Friday, September 18, 2009

They're Baaaack.............part 1

Remember Poltergeist? Probably the only scary movie I ever watched, to most people it isn't that scary, but to me it was more than enough! I don't do scary movies and I don't do scary games! To me, life is scary enough without adding to it!
ANYWAY......
Having a schedule, has brought something back to my sleep, and it's not good!
My entire life, I have fought the battle of "bad dreams" which eventually turned to nightmares and then turned to REALLY BAD NIGHTMARES! Today, they have a word for what I was going through when they were really bad nightmares, today the are called "night terrors"!
For years, I battled these things! They were never just dreaming, what made them worse was the damage I would cause to myself in my sleep.
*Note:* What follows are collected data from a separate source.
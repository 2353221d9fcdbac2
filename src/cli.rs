use clap::{Parser, Subcommand};
use std::path::PathBuf;

#[derive(Parser)]
#[command(name = "doorman")]
#[command(author, version, about = "Telegram bot that auto-approves join requests and welcomes new members", long_about = None)]
pub struct Cli {
    /// Load environment variables from this file instead of `.env`
    #[arg(long, global = true)]
    pub env_file: Option<PathBuf>,

    #[command(subcommand)]
    pub command: Option<Commands>,
}

#[derive(Subcommand, Debug, PartialEq, Eq)]
pub enum Commands {
    /// Run the bot (default)
    Run {
        /// Use webhook mode instead of long polling
        #[arg(long)]
        webhook: bool,
    },

    /// Print aggregated statistics from the database
    Stats,

    /// Write all users to a CSV file without starting the bot
    ExportUsers {
        /// Output file
        #[arg(short, long, default_value = "users.csv")]
        output: PathBuf,
    },
}

impl Cli {
    pub fn parse_args() -> Self {
        Self::parse()
    }
}

#[cfg(test)]
mod tests {
    use super::*;

    #[test]
    fn test_no_subcommand_means_run() {
        let cli = Cli::try_parse_from(["doorman"]).unwrap();
        assert!(cli.command.is_none());
        assert!(cli.env_file.is_none());
    }

    #[test]
    fn test_run_webhook() {
        let cli = Cli::try_parse_from(["doorman", "run", "--webhook"]).unwrap();
        assert_eq!(cli.command, Some(Commands::Run { webhook: true }));
    }

    #[test]
    fn test_export_users_with_env_file() {
        let cli = Cli::try_parse_from(["doorman", "export-users", "--output", "out.csv", "--env-file", ".env.prod"]).unwrap();
        assert_eq!(
            cli.command,
            Some(Commands::ExportUsers {
                output: PathBuf::from("out.csv")
            })
        );
        assert_eq!(cli.env_file, Some(PathBuf::from(".env.prod")));
    }
}
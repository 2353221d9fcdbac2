use secrecy::SecretString;
use std::env;
use std::net::SocketAddr;
use std::path::PathBuf;
use std::time::Duration;
use url::Url;

use crate::core::error::{AppError, AppResult};

/// Default SQLite file when DATABASE_PATH is unset
pub const DEFAULT_DATABASE_PATH: &str = "doorman.sqlite";

/// Default log file when LOG_FILE_PATH is unset
pub const DEFAULT_LOG_FILE_PATH: &str = "doorman.log";

/// Runtime configuration, read once at startup.
///
/// Built from any key lookup so tests can feed a map instead of the process
/// environment. Only presence and shape are checked here; whether the token
/// actually works is found out by the first `getMe`.
#[derive(Debug, Clone)]
pub struct Config {
    pub bot_token: SecretString,
    pub admin_ids: Vec<i64>,
    pub bot_api_url: Option<Url>,
    pub database_path: PathBuf,
    pub channel_link: Option<Url>,
    pub channel_id: Option<i64>,
    /// `None` keeps pending inputs until they are consumed or cancelled.
    pub pending_input_ttl: Option<Duration>,
    pub webhook_url: Option<Url>,
    pub webhook_addr: Option<SocketAddr>,
}

impl Config {
    /// Reads configuration from the process environment.
    pub fn from_env() -> AppResult<Self> {
        Self::from_lookup(|key| env::var(key).ok())
    }

    pub fn from_lookup<F>(lookup: F) -> AppResult<Self>
    where
        F: Fn(&str) -> Option<String>,
    {
        let get = |key: &str| lookup(key).map(|v| v.trim().to_string()).filter(|v| !v.is_empty());

        let bot_token = get("BOT_TOKEN")
            .or_else(|| get("TELOXIDE_TOKEN"))
            .ok_or_else(|| AppError::Config("BOT_TOKEN (or TELOXIDE_TOKEN) is not set".to_string()))?;

        let admin_ids = get("ADMIN_IDS")
            .map(|raw| admin::parse_admin_ids(&raw))
            .unwrap_or_default();
        if admin_ids.is_empty() {
            return Err(AppError::Config(
                "ADMIN_IDS must contain at least one numeric user id".to_string(),
            ));
        }

        let bot_api_url = get("BOT_API_URL").map(|raw| Url::parse(&raw)).transpose()?;

        let channel_id = match get("CHANNEL_ID") {
            Some(raw) => Some(
                raw.parse::<i64>()
                    .map_err(|_| AppError::Config(format!("CHANNEL_ID is not a chat id: {}", raw)))?,
            ),
            None => None,
        };

        let pending_input_ttl = match get("PENDING_INPUT_TTL_SECS") {
            Some(raw) => {
                let secs = raw.parse::<u64>().map_err(|_| {
                    AppError::Config(format!("PENDING_INPUT_TTL_SECS is not a number of seconds: {}", raw))
                })?;
                session::ttl_from_secs(secs)
            }
            None => session::ttl_from_secs(session::DEFAULT_TTL_SECS),
        };

        let channel_link = get("CHANNEL_LINK").map(|raw| Url::parse(&raw)).transpose()?;

        let webhook_url = get("WEBHOOK_URL").map(|raw| Url::parse(&raw)).transpose()?;
        let webhook_addr = match get("WEBHOOK_ADDR") {
            Some(raw) => Some(
                raw.parse::<SocketAddr>()
                    .map_err(|_| AppError::Config(format!("WEBHOOK_ADDR is not a socket address: {}", raw)))?,
            ),
            None => None,
        };

        Ok(Self {
            bot_token: SecretString::from(bot_token),
            admin_ids,
            bot_api_url,
            database_path: PathBuf::from(get("DATABASE_PATH").unwrap_or_else(|| DEFAULT_DATABASE_PATH.to_string())),
            channel_link,
            channel_id,
            pending_input_ttl,
            webhook_url,
            webhook_addr,
        })
    }
}

/// Database file path for commands that don't need the full bot config.
pub fn database_path_from_env() -> PathBuf {
    env::var("DATABASE_PATH")
        .ok()
        .filter(|v| !v.trim().is_empty())
        .map(PathBuf::from)
        .unwrap_or_else(|| PathBuf::from(DEFAULT_DATABASE_PATH))
}

/// Log file path, read before the rest of the config so errors can be logged.
pub fn log_file_path_from_env() -> String {
    env::var("LOG_FILE_PATH")
        .ok()
        .filter(|v| !v.trim().is_empty())
        .unwrap_or_else(|| DEFAULT_LOG_FILE_PATH.to_string())
}

/// Admin configuration
pub mod admin {
    /// Splits on commas and any whitespace; non-numeric parts are skipped.
    pub fn parse_admin_ids(raw: &str) -> Vec<i64> {
        raw.split([',', ' ', '\n', '\t'])
            .filter_map(|part| part.trim().parse::<i64>().ok())
            .collect()
    }
}

/// Pending-input configuration
pub mod session {
    use super::Duration;

    /// Awaiting-input expiry when PENDING_INPUT_TTL_SECS is unset (10 minutes)
    pub const DEFAULT_TTL_SECS: u64 = 600;

    /// How often expired pending inputs are swept
    pub const CLEANUP_INTERVAL_SECS: u64 = 60;

    /// `0` means never expire.
    pub fn ttl_from_secs(secs: u64) -> Option<Duration> {
        (secs > 0).then(|| Duration::from_secs(secs))
    }

    pub fn cleanup_interval() -> Duration {
        Duration::from_secs(CLEANUP_INTERVAL_SECS)
    }
}

/// Broadcast configuration
pub mod broadcast {
    /// The status message is edited after this many recipients
    pub const PROGRESS_EVERY: usize = 10;
}

/// Network configuration
pub mod network {
    use super::Duration;

    /// Request timeout for Bot API calls (in seconds)
    pub const REQUEST_TIMEOUT_SECS: u64 = 60;

    /// Request timeout duration
    pub fn timeout() -> Duration {
        Duration::from_secs(REQUEST_TIMEOUT_SECS)
    }
}

/// Startup configuration
pub mod startup {
    use super::Duration;

    /// Attempts at `getMe` before giving up
    pub const GET_ME_ATTEMPTS: u32 = 5;

    /// Delay between `getMe` attempts (in seconds)
    pub const GET_ME_RETRY_DELAY_SECS: u64 = 5;

    pub fn get_me_retry_delay() -> Duration {
        Duration::from_secs(GET_ME_RETRY_DELAY_SECS)
    }
}
use chrono::{DateTime, Utc};
use r2d2::{Pool, PooledConnection};
use r2d2_sqlite::SqliteConnectionManager;
use rusqlite::{params, OptionalExtension, Row};
use std::path::Path;
use std::time::Duration;

use crate::core::error::AppResult;
use crate::core::types::{ApprovalEvent, ChatRecord, ChatRef, UserProfile, UserRecord, WelcomeMessage};
use crate::storage::migrations::run_migrations;
use crate::storage::Store;

pub type DbPool = Pool<SqliteConnectionManager>;
pub type DbConnection = PooledConnection<SqliteConnectionManager>;

/// Settings row holding the serialized welcome document
const WELCOME_SETTING: &str = "welcome_message";

/// Create a new database connection pool
///
/// Initializes a connection pool with up to 10 connections and runs schema migrations
/// on the first connection.
///
/// # Example
///
/// ```no_run
/// use doorman::storage::db;
///
/// let pool = db::create_pool("doorman.sqlite")?;
/// # Ok::<(), doorman::core::error::AppError>(())
/// ```
pub fn create_pool(database_path: impl AsRef<Path>) -> AppResult<DbPool> {
    let manager =
        SqliteConnectionManager::file(database_path).with_init(|conn| conn.busy_timeout(Duration::from_secs(5)));
    let pool = Pool::builder()
        .max_size(10) // Maximum 10 connections in the pool
        .build(manager)?;

    let mut conn = pool.get()?;
    run_migrations(&mut conn)?;

    Ok(pool)
}

/// Get a connection from the pool
///
/// The connection is returned to the pool when dropped.
pub fn get_connection(pool: &DbPool) -> AppResult<DbConnection> {
    Ok(pool.get()?)
}

fn user_from_row(row: &Row<'_>) -> rusqlite::Result<UserRecord> {
    Ok(UserRecord {
        user_id: row.get("user_id")?,
        first_name: row.get("first_name")?,
        username: row.get("username")?,
        joined_at: row.get("joined_at")?,
        last_seen_at: row.get("last_seen_at")?,
        approval_count: row.get("approval_count")?,
    })
}

fn chat_from_row(row: &Row<'_>) -> rusqlite::Result<ChatRecord> {
    Ok(ChatRecord {
        chat_id: row.get("chat_id")?,
        title: row.get("title")?,
        added_at: row.get("added_at")?,
        approved_count: row.get("approved_count")?,
        failed_count: row.get("failed_count")?,
    })
}

fn event_from_row(row: &Row<'_>) -> rusqlite::Result<ApprovalEvent> {
    Ok(ApprovalEvent {
        at: row.get("created_at")?,
        chat_id: row.get("chat_id")?,
        user_id: row.get("user_id")?,
        approved: row.get("approved")?,
        error: row.get("error")?,
    })
}

fn insert_event(
    conn: &DbConnection,
    chat_id: i64,
    user_id: i64,
    error: Option<&str>,
    now: DateTime<Utc>,
) -> AppResult<()> {
    conn.execute(
        "INSERT INTO approval_events (created_at, chat_id, user_id, approved, error)
         VALUES (?1, ?2, ?3, ?4, ?5)",
        params![now, chat_id, user_id, error.is_none(), error],
    )?;
    Ok(())
}

/// SQLite-backed [`Store`].
#[derive(Clone)]
pub struct SqliteStore {
    pool: DbPool,
}

impl SqliteStore {
    pub fn new(pool: DbPool) -> Self {
        Self { pool }
    }

    /// Opens (or creates) the database file and migrates it.
    pub fn open(database_path: impl AsRef<Path>) -> AppResult<Self> {
        Ok(Self::new(create_pool(database_path)?))
    }

    fn conn(&self) -> AppResult<DbConnection> {
        get_connection(&self.pool)
    }
}

impl Store for SqliteStore {
    fn get_user(&self, user_id: i64) -> AppResult<Option<UserRecord>> {
        let conn = self.conn()?;
        let user = conn
            .query_row(
                "SELECT user_id, first_name, username, joined_at, last_seen_at, approval_count
                 FROM users WHERE user_id = ?1",
                params![user_id],
                user_from_row,
            )
            .optional()?;
        Ok(user)
    }

    fn touch_user(&self, user: &UserProfile, now: DateTime<Utc>) -> AppResult<()> {
        let conn = self.conn()?;
        conn.execute(
            "INSERT INTO users (user_id, first_name, username, joined_at, last_seen_at, approval_count)
             VALUES (?1, ?2, ?3, ?4, ?4, 0)
             ON CONFLICT(user_id) DO UPDATE SET
             first_name = excluded.first_name,
             username = excluded.username,
             last_seen_at = excluded.last_seen_at",
            params![user.id, user.first_name, user.username, now],
        )?;
        Ok(())
    }

    fn record_approval(&self, user: &UserProfile, chat: &ChatRef, now: DateTime<Utc>) -> AppResult<()> {
        let conn = self.conn()?;
        conn.execute(
            "INSERT INTO users (user_id, first_name, username, joined_at, last_seen_at, approval_count)
             VALUES (?1, ?2, ?3, ?4, ?4, 1)
             ON CONFLICT(user_id) DO UPDATE SET
             first_name = excluded.first_name,
             username = excluded.username,
             last_seen_at = excluded.last_seen_at,
             approval_count = approval_count + 1",
            params![user.id, user.first_name, user.username, now],
        )?;
        conn.execute(
            "INSERT INTO chats (chat_id, title, added_at, approved_count, failed_count)
             VALUES (?1, ?2, ?3, 1, 0)
             ON CONFLICT(chat_id) DO UPDATE SET
             title = COALESCE(excluded.title, title),
             approved_count = approved_count + 1",
            params![chat.id, chat.title, now],
        )?;
        insert_event(&conn, chat.id, user.id, None, now)
    }

    fn record_failed_approval(
        &self,
        chat: &ChatRef,
        user: &UserProfile,
        error: &str,
        now: DateTime<Utc>,
    ) -> AppResult<()> {
        let conn = self.conn()?;
        conn.execute(
            "INSERT INTO chats (chat_id, title, added_at, approved_count, failed_count)
             VALUES (?1, ?2, ?3, 0, 1)
             ON CONFLICT(chat_id) DO UPDATE SET
             title = COALESCE(excluded.title, title),
             failed_count = failed_count + 1",
            params![chat.id, chat.title, now],
        )?;
        insert_event(&conn, chat.id, user.id, Some(error), now)
    }

    fn list_users(&self) -> AppResult<Vec<UserRecord>> {
        let conn = self.conn()?;
        let mut stmt = conn.prepare(
            "SELECT user_id, first_name, username, joined_at, last_seen_at, approval_count
             FROM users ORDER BY joined_at, user_id",
        )?;
        let users = stmt.query_map([], user_from_row)?.collect::<Result<Vec<_>, _>>()?;
        Ok(users)
    }

    fn list_chats(&self) -> AppResult<Vec<ChatRecord>> {
        let conn = self.conn()?;
        let mut stmt = conn.prepare(
            "SELECT chat_id, title, added_at, approved_count, failed_count
             FROM chats ORDER BY added_at, chat_id",
        )?;
        let chats = stmt.query_map([], chat_from_row)?.collect::<Result<Vec<_>, _>>()?;
        Ok(chats)
    }

    fn list_approval_events(&self, since: DateTime<Utc>) -> AppResult<Vec<ApprovalEvent>> {
        let conn = self.conn()?;
        let mut stmt = conn.prepare(
            "SELECT created_at, chat_id, user_id, approved, error
             FROM approval_events WHERE created_at >= ?1 ORDER BY created_at, id",
        )?;
        let events = stmt
            .query_map(params![since], event_from_row)?
            .collect::<Result<Vec<_>, _>>()?;
        Ok(events)
    }

    fn count_approval_errors(&self) -> AppResult<u64> {
        let conn = self.conn()?;
        let count: i64 = conn.query_row(
            "SELECT COUNT(*) FROM approval_events WHERE error IS NOT NULL",
            [],
            |row| row.get(0),
        )?;
        Ok(u64::try_from(count).unwrap_or(0))
    }

    fn get_welcome(&self) -> AppResult<Option<WelcomeMessage>> {
        let conn = self.conn()?;
        let raw: Option<String> = conn
            .query_row(
                "SELECT value FROM settings WHERE name = ?1",
                params![WELCOME_SETTING],
                |row| row.get(0),
            )
            .optional()?;
        match raw {
            Some(raw) => Ok(Some(serde_json::from_str(&raw)?)),
            None => Ok(None),
        }
    }

    fn set_welcome(&self, welcome: &WelcomeMessage) -> AppResult<()> {
        let value = serde_json::to_string(welcome)?;
        let conn = self.conn()?;
        conn.execute(
            "INSERT INTO settings (name, value, updated_at) VALUES (?1, ?2, ?3)
             ON CONFLICT(name) DO UPDATE SET value = excluded.value, updated_at = excluded.updated_at",
            params![WELCOME_SETTING, value, welcome.updated_at],
        )?;
        Ok(())
    }
}

#[cfg(test)]
mod tests {
    use super::*;
    use crate::core::types::{MessageRef, WelcomeContent};
    use chrono::{Duration, TimeZone};
    use pretty_assertions::assert_eq;
    use tempfile::TempDir;

    fn open_store() -> (TempDir, SqliteStore) {
        let dir = tempfile::tempdir().unwrap();
        let store = SqliteStore::open(dir.path().join("test.sqlite")).unwrap();
        (dir, store)
    }

    fn at(hour: u32) -> DateTime<Utc> {
        Utc.with_ymd_and_hms(2026, 5, 1, hour, 0, 0).unwrap()
    }

    fn chat() -> ChatRef {
        ChatRef {
            id: -100123,
            title: Some("Rust Club".to_string()),
        }
    }

    #[test]
    fn test_touch_creates_then_updates() {
        let (_dir, store) = open_store();
        let ann = UserProfile::new(1, "Ann");
        store.touch_user(&ann, at(8)).unwrap();
        store.touch_user(&ann.clone().with_username("ann"), at(9)).unwrap();

        let user = store.get_user(1).unwrap().unwrap();
        assert_eq!(user.joined_at, at(8));
        assert_eq!(user.last_seen_at, at(9));
        assert_eq!(user.username.as_deref(), Some("ann"));
        assert_eq!(user.approval_count, 0);
        assert_eq!(store.list_users().unwrap().len(), 1);
    }

    #[test]
    fn test_repeated_approvals_do_not_duplicate() {
        let (_dir, store) = open_store();
        let ann = UserProfile::new(1, "Ann");
        store.record_approval(&ann, &chat(), at(8)).unwrap();
        store.record_approval(&ann, &chat(), at(9)).unwrap();

        let users = store.list_users().unwrap();
        assert_eq!(users.len(), 1);
        assert_eq!(users[0].approval_count, 2);

        let chats = store.list_chats().unwrap();
        assert_eq!(chats.len(), 1);
        assert_eq!(chats[0].approved_count, 2);
        assert_eq!(chats[0].failed_count, 0);
    }

    #[test]
    fn test_failed_approval_keeps_known_title() {
        let (_dir, store) = open_store();
        store.record_approval(&UserProfile::new(1, "Ann"), &chat(), at(8)).unwrap();
        store
            .record_failed_approval(
                &ChatRef { id: chat().id, title: None },
                &UserProfile::new(2, "Bob"),
                "CHAT_ADMIN_REQUIRED",
                at(9),
            )
            .unwrap();

        let chats = store.list_chats().unwrap();
        assert_eq!(chats[0].title.as_deref(), Some("Rust Club"));
        assert_eq!(chats[0].failed_count, 1);
    }

    #[test]
    fn test_approval_events_logged_for_both_outcomes() {
        let (_dir, store) = open_store();
        let ann = UserProfile::new(1, "Ann");
        store.record_approval(&ann, &chat(), at(8)).unwrap();
        store.record_approval(&ann, &chat(), at(10)).unwrap();
        store
            .record_failed_approval(&chat(), &UserProfile::new(2, "Bob"), "USER_CHANNELS_TOO_MUCH", at(11))
            .unwrap();

        let all = store.list_approval_events(at(0)).unwrap();
        assert_eq!(all.len(), 3);
        assert_eq!(
            all[2],
            ApprovalEvent {
                at: at(11),
                chat_id: chat().id,
                user_id: 2,
                approved: false,
                error: Some("USER_CHANNELS_TOO_MUCH".to_string()),
            }
        );
        assert!(all[0].approved && all[0].error.is_none());

        // Repeat approvals of one user are separate events
        let since_nine = store.list_approval_events(at(9)).unwrap();
        assert_eq!(since_nine.iter().filter(|e| e.approved).count(), 1);
        assert_eq!(store.count_approval_errors().unwrap(), 1);
    }

    #[test]
    fn test_users_listed_oldest_first() {
        let (_dir, store) = open_store();
        store.touch_user(&UserProfile::new(2, "Bob"), at(10)).unwrap();
        store.touch_user(&UserProfile::new(1, "Ann"), at(10) - Duration::hours(1)).unwrap();

        let ids: Vec<i64> = store.list_users().unwrap().iter().map(|u| u.user_id).collect();
        assert_eq!(ids, vec![1, 2]);
    }

    #[test]
    fn test_welcome_roundtrip_and_overwrite() {
        let (_dir, store) = open_store();
        assert!(store.get_welcome().unwrap().is_none());

        let first = WelcomeMessage {
            content: WelcomeContent::Text {
                text: "Hi {name}".to_string(),
            },
            updated_by: 42,
            updated_at: at(8),
        };
        store.set_welcome(&first).unwrap();

        let second = WelcomeMessage {
            content: WelcomeContent::Copy {
                source: MessageRef::new(42, 7),
            },
            updated_by: 42,
            updated_at: at(9),
        };
        store.set_welcome(&second).unwrap();

        assert_eq!(store.get_welcome().unwrap(), Some(second));
    }

    #[test]
    fn test_store_survives_reopen() {
        let dir = tempfile::tempdir().unwrap();
        let path = dir.path().join("reopen.sqlite");
        SqliteStore::open(&path)
            .unwrap()
            .touch_user(&UserProfile::new(5, "Eve"), at(8))
            .unwrap();

        let reopened = SqliteStore::open(&path).unwrap();
        assert!(reopened.get_user(5).unwrap().is_some());
    }
}
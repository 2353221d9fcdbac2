//! Bot initialization and command definitions

use reqwest::ClientBuilder;
use secrecy::ExposeSecret;
use teloxide::adaptors::throttle::Limits;
use teloxide::prelude::*;
use teloxide::types::BotCommand;
use teloxide::utils::command::BotCommands;

use crate::core::config::{self, Config};
use crate::telegram::Bot;

/// Bot commands enum with descriptions
#[derive(BotCommands, Clone, Debug, PartialEq, Eq)]
#[command(rename_rule = "lowercase", description = "Available commands:")]
pub enum Command {
    #[command(description = "start the bot")]
    Start,
    #[command(description = "view detailed statistics (admins)")]
    Stats,
    #[command(description = "send a message to all users (admins)")]
    Broadcast,
    #[command(rename = "fetch_users", description = "export all users as CSV (admins)")]
    FetchUsers,
    #[command(description = "set the welcome message for new users (admins)")]
    SetWelcome,
    #[command(description = "cancel the pending broadcast or welcome input (admins)")]
    Cancel,
}

impl Command {
    /// Commands gated by the admin allow-list.
    pub fn is_admin_only(&self) -> bool {
        !matches!(self, Command::Start)
    }
}

/// Creates the throttled Bot instance with custom or default API URL
///
/// # Returns
/// * `Ok(Bot)` - Successfully created bot instance
/// * `Err(anyhow::Error)` - Failed to build the HTTP client
pub fn create_bot(config: &Config) -> anyhow::Result<Bot> {
    let client = ClientBuilder::new().timeout(config::network::timeout()).build()?;
    let mut bot = teloxide::Bot::with_client(config.bot_token.expose_secret(), client);

    if let Some(url) = &config.bot_api_url {
        log::info!("Using custom Bot API URL: {}", url);
        bot = bot.set_api_url(url.clone());
    }

    Ok(bot.throttle(Limits::default()))
}

/// Sets up bot commands in Telegram UI
pub async fn setup_bot_commands(bot: &Bot) -> Result<(), teloxide::RequestError> {
    bot.set_my_commands(vec![
        BotCommand::new("start", "start the bot"),
        BotCommand::new("stats", "view detailed statistics"),
        BotCommand::new("broadcast", "send a message to all users"),
        BotCommand::new("fetch_users", "export all users as CSV"),
        BotCommand::new("setwelcome", "set the welcome message for new users"),
        BotCommand::new("cancel", "cancel the pending input"),
    ])
    .await?;

    Ok(())
}

#[cfg(test)]
mod tests {
    use super::*;

    #[test]
    fn test_command_descriptions() {
        let command_list = Command::descriptions().to_string();
        assert!(command_list.contains("Available commands"));
        assert!(command_list.contains("/fetch_users"));
        assert!(command_list.contains("/setwelcome"));
    }

    #[test]
    fn test_parse_commands() {
        assert_eq!(Command::parse("/start", "doorman_bot").ok(), Some(Command::Start));
        assert_eq!(Command::parse("/fetch_users", "doorman_bot").ok(), Some(Command::FetchUsers));
        assert_eq!(Command::parse("/setwelcome@doorman_bot", "doorman_bot").ok(), Some(Command::SetWelcome));
        assert!(Command::parse("/unknown", "doorman_bot").is_err());
    }

    #[test]
    fn test_only_start_is_public() {
        assert!(!Command::Start.is_admin_only());
        assert!(Command::Broadcast.is_admin_only());
        assert!(Command::Cancel.is_admin_only());
    }
}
When I would finally wake up from these things, there would be bruising on my body and face and clumps of hair missing from my scalp, lots of talking/screaming and the sweating and the terror that came when I woke up was unbearable. Many of nights, I found myself just afraid to sleep and it had nothing to do with the damage I was doing to myself, it was the terror that awaited me in my dreams! I was in high school when these started and I know why they were there and I always knew, but unless absolutely necessary I didn't tell anyone! I was embarrassed that I could cause myself such damage and not have a real explanation for it. Thankfully, at the time none of my friends asked about the bruising or the other stuff and I didn't spend the night very many places back then, I always had to get home to be with mom! My poor mom, would be woken up by screams or yelling and wake me up! This totally sucked! The moms of my friends didn't let me just skate by without answering questions and most of the time it was just a quick question from them and a one word answer from me "nightmares"! Enough said!
The really embarrassing moments came when I had boyfriends, that included my husband. We would be around their families and they would notice bruising! These poor families, the parents would think the worst of their sons and then pull me aside and ask "what happened?" To which, I would explain the problem. The relief I could see in their face immediately and almost simultaneously the concern for me! I didn't know how to stop it, I didn't know how to hide it and I didn't know how to stay awake all the time, although I did spend alot of time awake during these years! Given the chance to fall asleep next to someone holding me, whether at night or in the middle of the day, I'd always take it! Someone would be there to wake me as soon as the movement started or the talking began. Many times I would get a good hour of sleep in and ohhhh the difference it made! Then to be able to sleep next to someone night after night and be held was a "God-Sent"!
I fought night terrors for more then 10 years and one day, "poof" my dreams were gone! No more dreaming, not even good ones and to me that was an answer to much much prayer!
The night terrors aren't back, I pray to God they never come back! The bad dreams/nightmares are back! I wake up concerned and frustrated, a bit rested, but not as much as I should be after 7 hours sleep!